Learning from Oxfam's Partnership-centered Response in Ukraine

Fecha de publicación: 20 Enero 2026
Autor/a: Oxfam in Ukraine

About the Learning Review

This learning review examines Oxfam’s partnership-centered humanitarian response in Ukraine, implemented following the full-scale invasion and designed from the outset to support local humanitarian leadership (LHL) and feminist principles. With no prior presence in the region, Oxfam worked through local and national partners across Ukraine and neighboring countries, deliberately shifting decision-making power on program design, priorities, and implementation to local actors.
The review documents what this approach enabled, where it faced constraints, and what it means for ongoing debates on localization, partnership, program quality, and the evolving role of international actors in humanitarian response.

What the Review Covers

Drawing on qualitative and quantitative data, the review explores:

  • How internal systems, processes, team structures, and organizational culture can enable or constrain partner and localization-centered responses.
     
  • The role of trust-based, feminist, and relational partnership practices in shifting power and supporting equitable collaboration.
     
  • How program quality, inclusion, relevance, and accountability can be achieved within a partner-centered model — and where clearer articulation of complementarity and shared responsibility is needed.
     
  • The impact of institutional strengthening approaches, including flexible funding and tailored non-financial accompaniment, on partner sustainability and leadership.
     
  • How perceptions of risk compare with actual practice, and what this means for risk sharing, accountability, and donor–INGO–partner relationships.
     

The review finds that a partnership-centered approach can deliver high-quality, inclusive, and adaptive humanitarian outcomes, particularly for marginalized and hard-to-reach populations.
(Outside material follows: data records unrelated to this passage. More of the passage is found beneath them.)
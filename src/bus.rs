//! Application-wide event bus.
//!
//! Injected into reactors that merge external events through
//! `transform_action` / `transform_mutation`. The bus is a plain value
//! handed to the reactor; there is no global instance.

use std::sync::atomic::{AtomicBool, Ordering};
use std::sync::Arc;

use crate::stream::{Observable, PublishSubject};

/// Cloneable handle to a shared hot stream of `E`.
///
/// Subscribers see only events published after they subscribed.
pub struct EventBus<E> {
    subject: PublishSubject<E>,
    closed: Arc<AtomicBool>,
}

impl<E> Clone for EventBus<E> {
    fn clone(&self) -> Self {
        Self {
            subject: self.subject.clone(),
            closed: Arc::clone(&self.closed),
        }
    }
}

impl<E: Clone + Send + 'static> Default for EventBus<E> {
    fn default() -> Self {
        Self::new()
    }
}

impl<E: Clone + Send + 'static> EventBus<E> {
    pub fn new() -> Self {
        Self {
            subject: PublishSubject::new(),
            closed: Arc::new(AtomicBool::new(false)),
        }
    }

    /// Deliver `event` to every current subscriber. Ignored after [`close`](Self::close).
    pub fn publish(&self, event: E) {
        if self.closed.load(Ordering::SeqCst) {
            tracing::debug!(
                bus = std::any::type_name::<E>(),
                "publish on closed event bus ignored"
            );
            return;
        }
        tracing::trace!(
            bus = std::any::type_name::<E>(),
            subscribers = self.subject.observer_count(),
            "event published"
        );
        self.subject.on_next(event);
    }

    pub fn events(&self) -> Observable<E> {
        self.subject.observable()
    }

    /// Complete every subscriber's stream.
    pub fn close(&self) {
        if !self.closed.swap(true, Ordering::SeqCst) {
            self.subject.on_completed();
        }
    }

    pub fn is_closed(&self) -> bool {
        self.closed.load(Ordering::SeqCst)
    }

    pub fn subscriber_count(&self) -> usize {
        self.subject.observer_count()
    }
}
It also highlights remaining gaps, including around joint definitions of program quality, monitoring outcomes and impact, and more intentional articulation of the complementary roles of local, national, and international actors.

Independence and Scope

The review was conducted by an independent team of humanitarian, localization, and inclusion experts. It includes recommendations for Oxfam, local and national partners, donors, and the wider humanitarian community, as well as reflections relevant to ongoing discussions on the Humanitarian Reset, reduced funding, and the future role of intermediary and partnership models.

Why It Matters

At a time when localization commitments are under pressure from funding constraints and system-wide reform debates, this review provides concrete learning from practice. It contributes evidence on how localization, partnership, and program quality can be mutually reinforcing — and what conditions are required for this to happen responsibly through complementarity between different types of humanitarian actors.